Thursday, September 28, 2017

Select graduate students in the UW School of Public Health will be able to travel around the world to engage communities in health promotion, thanks to a new fellowship established by former U.S. Rep. Jim McDermott, the long-time Seattle Congressman.

Jim McDermott photo
Jim McDermott

The James A. McDermott, M.D., Endowed Global Health Fellowship is for students proficient in a language other than English and who are “internationalists.” Funds are anticipated to be available in fall of 2018.
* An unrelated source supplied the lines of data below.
//! Application configuration.
//!
//! Typed, env+file configuration for lock leases, retry budgets, cache sizes,
//! and dataset prefixes. Loaded from TOML with environment override, mirroring
//! the teacher's `PerfConfig` pattern.

use serde::{Deserialize, Serialize};
use std::path::Path;

/// Root configuration for the prediction orchestration core.
#[derive(Debug, Clone, Serialize, Deserialize)]
pub struct AppConfig {
    /// Path to the SQLite database backing all stores.
    #[serde(default = "default_db_path")]
    pub db_path: String,

    /// Dataset prefix, prepended to staging table names; used for test isolation.
    #[serde(default)]
    pub dataset_prefix: String,

    #[serde(default)]
    pub lock: LockConfig,

    #[serde(default)]
    pub retry: RetryConfig,

    #[serde(default)]
    pub cache: CacheConfig,

    #[serde(default)]
    pub slate: SlateConfig,

    #[serde(default)]
    pub healing: HealingConfig,
}

fn default_db_path() -> String {
    "propline.sqlite3".to_string()
}

impl Default for AppConfig {
    fn default() -> Self {
        Self {
            db_path: default_db_path(),
            dataset_prefix: String::new(),
            lock: LockConfig::default(),
            retry: RetryConfig::default(),
            cache: CacheConfig::default(),
            slate: SlateConfig::default(),
            healing: HealingConfig::default(),
        }
    }
}

impl AppConfig {
    /// Load from a TOML file.
    pub fn load(path: impl AsRef<Path>) -> anyhow::Result<Self> {
        let contents = std::fs::read_to_string(path)?;
        let config: Self = toml::from_str(&contents)?;
        Ok(config)
    }

    /// Load from `PROPLINE_CONFIG_PATH` or a default path, falling back to
    /// built-in defaults if the file is absent or unparseable.
    pub fn from_env() -> Self {
        let path = std::env::var("PROPLINE_CONFIG_PATH")
            .unwrap_or_else(|_| "propline_config.toml".to_string());

        Self::load(&path).unwrap_or_else(|e| {
            tracing::debug!("using default config ({}): {}", path, e);
            Self::default()
        })
    }

    /// Save to a TOML file.
    pub fn save(&self, path: impl AsRef<Path>) -> anyhow::Result<()> {
        let contents = toml::to_string_pretty(self)?;
        std::fs::write(path, contents)?;
        Ok(())
    }
}

/// Distributed lock lease parameters.
#[derive(Debug, Clone, Serialize, Deserialize)]
pub struct LockConfig {
    /// Lease duration in seconds before a lock is considered stale.
    #[serde(default = "default_lease_secs")]
    pub lease_secs: i64,

    /// Delay between acquisition retries, in seconds.
    #[serde(default = "default_retry_delay_secs")]
    pub retry_delay_secs: f64,

    /// Maximum number of acquisition attempts before giving up.
    #[serde(default = "default_max_attempts")]
    pub max_attempts: u32,

    /// Total acquisition budget in seconds, independent of attempt count.
    #[serde(default = "default_max_wait_secs")]
    pub max_wait_secs: f64,
}

fn default_lease_secs() -> i64 {
    300
}
fn default_retry_delay_secs() -> f64 {
    2.0
}
fn default_max_attempts() -> u32 {
    30
}
fn default_max_wait_secs() -> f64 {
    90.0
}

impl Default for LockConfig {
    fn default() -> Self {
        Self {
            lease_secs: default_lease_secs(),
            retry_delay_secs: default_retry_delay_secs(),
            max_attempts: default_max_attempts(),
            max_wait_secs: default_max_wait_secs(),
        }
    }
}

/// Retry/backoff parameters for transient store errors.
#[derive(Debug, Clone, Serialize, Deserialize)]
pub struct RetryConfig {
    #[serde(default = "default_backoff_initial_ms")]
    pub backoff_initial_ms: u64,

    #[serde(default = "default_backoff_max_ms")]
    pub backoff_max_ms: u64,

    #[serde(default = "default_backoff_multiplier")]
    pub backoff_multiplier: f64,

    #[serde(default = "default_jitter_factor")]
    pub jitter_factor: f64,

    /// Total retry deadline in seconds, across all attempts.
    #[serde(default = "default_total_deadline_secs")]
    pub total_deadline_secs: f64,
}

fn default_backoff_initial_ms() -> u64 {
    1_000
}
fn default_backoff_max_ms() -> u64 {
    32_000
}
fn default_backoff_multiplier() -> f64 {
    2.0
}
fn default_jitter_factor() -> f64 {
    0.3
}
fn default_total_deadline_secs() -> f64 {
    120.0
}

impl Default for RetryConfig {
    fn default() -> Self {
        Self {
            backoff_initial_ms: default_backoff_initial_ms(),
            backoff_max_ms: default_backoff_max_ms(),
            backoff_multiplier: default_backoff_multiplier(),
            jitter_factor: default_jitter_factor(),
            total_deadline_secs: default_total_deadline_secs(),
        }
    }
}

/// Feature/history cache sizing and TTL tiers.
#[derive(Debug, Clone, Serialize, Deserialize)]
pub struct CacheConfig {
    #[serde(default = "default_max_entries")]
    pub max_entries: usize,

    /// TTL for same-day data, in seconds.
    #[serde(default = "default_ttl_same_day_secs")]
    pub ttl_same_day_secs: u64,

    /// TTL for historical (completed game) data, in seconds.
    #[serde(default = "default_ttl_historical_secs")]
    pub ttl_historical_secs: u64,

    /// TTL for effectively-static reference data, in seconds.
    #[serde(default = "default_ttl_static_secs")]
    pub ttl_static_secs: u64,
}

fn default_max_entries() -> usize {
    2_048
}
fn default_ttl_same_day_secs() -> u64 {
    300
}
fn default_ttl_historical_secs() -> u64 {
    21_600
}
fn default_ttl_static_secs() -> u64 {
    86_400
}

impl Default for CacheConfig {
    fn default() -> Self {
        Self {
            max_entries: default_max_entries(),
            ttl_same_day_secs: default_ttl_same_day_secs(),
            ttl_historical_secs: default_ttl_historical_secs(),
            ttl_static_secs: default_ttl_static_secs(),
        }
    }
}

/// Slate assembly defaults.
#[derive(Debug, Clone, Serialize, Deserialize)]
pub struct SlateConfig {
    #[serde(default = "default_min_minutes")]
    pub min_minutes: f64,

    #[serde(default)]
    pub use_multiple_lines: bool,

    #[serde(default)]
    pub require_real_lines: bool,

    #[serde(default = "default_multi_line_radius")]
    pub multi_line_radius: f64,

    #[serde(default = "default_multi_line_step")]
    pub multi_line_step: f64,

    #[serde(default = "default_max_players")]
    pub max_players: usize,

    #[serde(default = "default_stale_threshold")]
    pub stale_threshold: f64,
}

fn default_min_minutes() -> f64 {
    15.0
}
fn default_multi_line_radius() -> f64 {
    3.0
}
fn default_multi_line_step() -> f64 {
    1.5
}
fn default_max_players() -> usize {
    500
}
fn default_stale_threshold() -> f64 {
    1.0
}

impl Default for SlateConfig {
    fn default() -> Self {
        Self {
            min_minutes: default_min_minutes(),
            use_multiple_lines: false,
            require_real_lines: false,
            multi_line_radius: default_multi_line_radius(),
            multi_line_step: default_multi_line_step(),
            max_players: default_max_players(),
            stale_threshold: default_stale_threshold(),
        }
    }
}

/// Self-healing thresholds.
#[derive(Debug, Clone, Serialize, Deserialize)]
pub struct HealingConfig {
    #[serde(default = "default_yellow_count")]
    pub yellow_count: u32,
    #[serde(default = "default_yellow_window_hours")]
    pub yellow_window_hours: i64,

    #[serde(default = "default_red_count")]
    pub red_count: u32,
    #[serde(default = "default_red_window_hours")]
    pub red_window_hours: i64,

    #[serde(default = "default_critical_failure_rate_pct")]
    pub critical_failure_rate_pct: f64,

    #[serde(default = "default_gap_threshold_pct")]
    pub gap_threshold_pct: f64,

    #[serde(default = "default_stall_threshold_minutes")]
    pub stall_threshold_minutes: i64,
    #[serde(default = "default_min_completion_pct")]
    pub min_completion_pct: f64,
    #[serde(default = "default_max_batch_age_hours")]
    pub max_batch_age_hours: i64,
}

fn default_yellow_count() -> u32 {
    3
}
fn default_yellow_window_hours() -> i64 {
    1
}
fn default_red_count() -> u32 {
    10
}
fn default_red_window_hours() -> i64 {
    24
}
fn default_critical_failure_rate_pct() -> f64 {
    20.0
}
fn default_gap_threshold_pct() -> f64 {
    80.0
}
fn default_stall_threshold_minutes() -> i64 {
    15
}
fn default_min_completion_pct() -> f64 {
    90.0
}
fn default_max_batch_age_hours() -> i64 {
    24
}

impl Default for HealingConfig {
    fn default() -> Self {
        Self {
            yellow_count: default_yellow_count(),
            yellow_window_hours: default_yellow_window_hours(),
            red_count: default_red_count(),
            red_window_hours: default_red_window_hours(),
            critical_failure_rate_pct: default_critical_failure_rate_pct(),
            gap_threshold_pct: default_gap_threshold_pct(),
            stall_threshold_minutes: default_stall_threshold_minutes(),
            min_completion_pct: default_min_completion_pct(),
            max_batch_age_hours: default_max_batch_age_hours(),
        }
    }
}

#[cfg(test)]
mod tests {
    use super::*;

    #[test]
    fn defaults_are_sane() {
        let config = AppConfig::default();
        assert_eq!(config.lock.lease_secs, 300);
        assert!(config.retry.backoff_max_ms > config.retry.backoff_initial_ms);
        assert_eq!(config.slate.max_players, 500);
    }

    #[test]
    fn toml_roundtrip() {
        let config = AppConfig::default();
        let toml = toml::to_string_pretty(&config).unwrap();
        let parsed: AppConfig = toml::from_str(&toml).unwrap();
        assert_eq!(parsed.lock.lease_secs, config.lock.lease_secs);
        assert_eq!(parsed.cache.max_entries, config.cache.max_entries);
    }
}
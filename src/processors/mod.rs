//! Document processors: line segmentation, PDF pages and file export

pub mod export;
pub mod lines;
pub mod pages;
pub mod pdf;
/// Files that make up an exported model
#[derive(Debug, Clone)]
pub struct ModelFiles {
    pub config: PathBuf,
    pub tokenizer: PathBuf,
    pub encoder: PathBuf,
    pub decoder: PathBuf,
    pub encoder_fp16: Option<PathBuf>,
    pub decoder_fp16: Option<PathBuf>,
}

impl ModelFiles {
    /// Find model files anywhere under `dir`
    pub fn locate(dir: &Path) -> Result<Self> {
        if !dir.is_dir() {
            return Err(TranslationError::ModelNotFound {
                location: dir.display().to_string(),
            });
        }

        let mut found: HashMap<String, (usize, PathBuf)> = HashMap::new();
        for entry in walkdir::WalkDir::new(dir)
            .max_depth(3)
            .into_iter()
            .filter_map(|e| e.ok())
        {
            if !entry.file_type().is_file() {
                continue;
            }
            let name = entry.file_name().to_string_lossy().to_string();
            // Shallowest match wins
            let depth = entry.depth();
            match found.get(&name) {
                Some((seen_depth, _)) if *seen_depth <= depth => {}
                _ => {
                    found.insert(name, (depth, entry.path().to_path_buf()));
                }
            }
        }

        let require = |name: &str| {
            found.get(name).map(|(_, path)| path.clone()).ok_or_else(|| TranslationError::ModelLoad {
                message: format!("{} is missing from {}", name, dir.display()),
            })
        };

        Ok(Self {
            config: require("config.json")?,
            tokenizer: require("tokenizer.json")?,
            encoder: require("encoder_model.onnx")?,
            decoder: require("decoder_model.onnx")?,
            encoder_fp16: found.get("encoder_model_fp16.onnx").map(|(_, p)| p.clone()),
            decoder_fp16: found.get("decoder_model_fp16.onnx").map(|(_, p)| p.clone()),
        })
    }

    /// Pick the graphs for a device
    fn graphs_for(&self, device: Device) -> (Precision, &Path, &Path) {
        if device == Device::Cuda {
            if let (Some(encoder), Some(decoder)) = (&self.encoder_fp16, &self.decoder_fp16) {
                return (Precision::Fp16, encoder, decoder);
            }
            info!("FP16 graphs not available, using FP32 on the accelerator");
        }
        (Precision::Fp32, &self.encoder, &self.decoder)
    }
}

/// Generation settings read from `config.json`
#[derive(Debug, Clone, Deserialize)]
struct GenerationConfig {
    #[serde(default = "default_special_id")]
    decoder_start_token_id: u32,
    #[serde(default = "default_special_id")]
    eos_token_id: u32,
}

fn default_special_id() -> u32 {
    2
}

/// Encoder output kept between decoder steps
enum HiddenStates {
    F32(Vec<f32>),
    F16(Vec<f16>),
}

/// M2M-100 encoder/decoder pair with its tokenizer
pub struct M2M100Engine {
    encoder: Mutex<Session>,
    decoder: Mutex<Session>,
    tokenizer: Tokenizer,
    generation: GenerationConfig,
    source_lang_id: u32,
    target_lang_ids: HashMap<TargetLanguage, u32>,
    max_input_tokens: usize,
    num_beams: usize,
    device: Device,
    precision: Precision,
    name: String,
}

impl fmt::Debug for M2M100Engine {
    fn fmt(&self, f: &mut fmt::Formatter<'_>) -> fmt::Result {
        f.debug_struct("M2M100Engine")
            .field("name", &self.name)
            .field("device", &self.device)
            .field("precision", &self.precision)
            .finish()
    }
}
Rep. McDermott credits his interest in healthy communities around the world to a trip he took in college with friends to a remote part of Africa, made possible by the father of a friend. The fellowship, he says, is his way of paying it forward.

After earning his medical degree, McDermott served in the Navy Medical Corps as a psychiatrist during the Vietnam War. After returning to the U.S., he realized he could do more to improve the lives of others as an elected official. He went on to get elected to the Washington State Legislature in 1972, and for the next 30 years, he advocated for legislation that aids society’s most vulnerable populations — foster children, low-income families, unemployed Americans, and those confronting major illness or disability.

Taking a brief leave from politics in 1987, McDermott also spent a year as a regional medical officer based in Kinshasa, Democratic Republic of the Congo, during the early days of the AIDS epidemic. He later served as a U.S. Foreign Service Medical Officer providing psychiatric services to State Department employees, USAID staff and Peace Corps personnel throughout sub-Saharan Africa.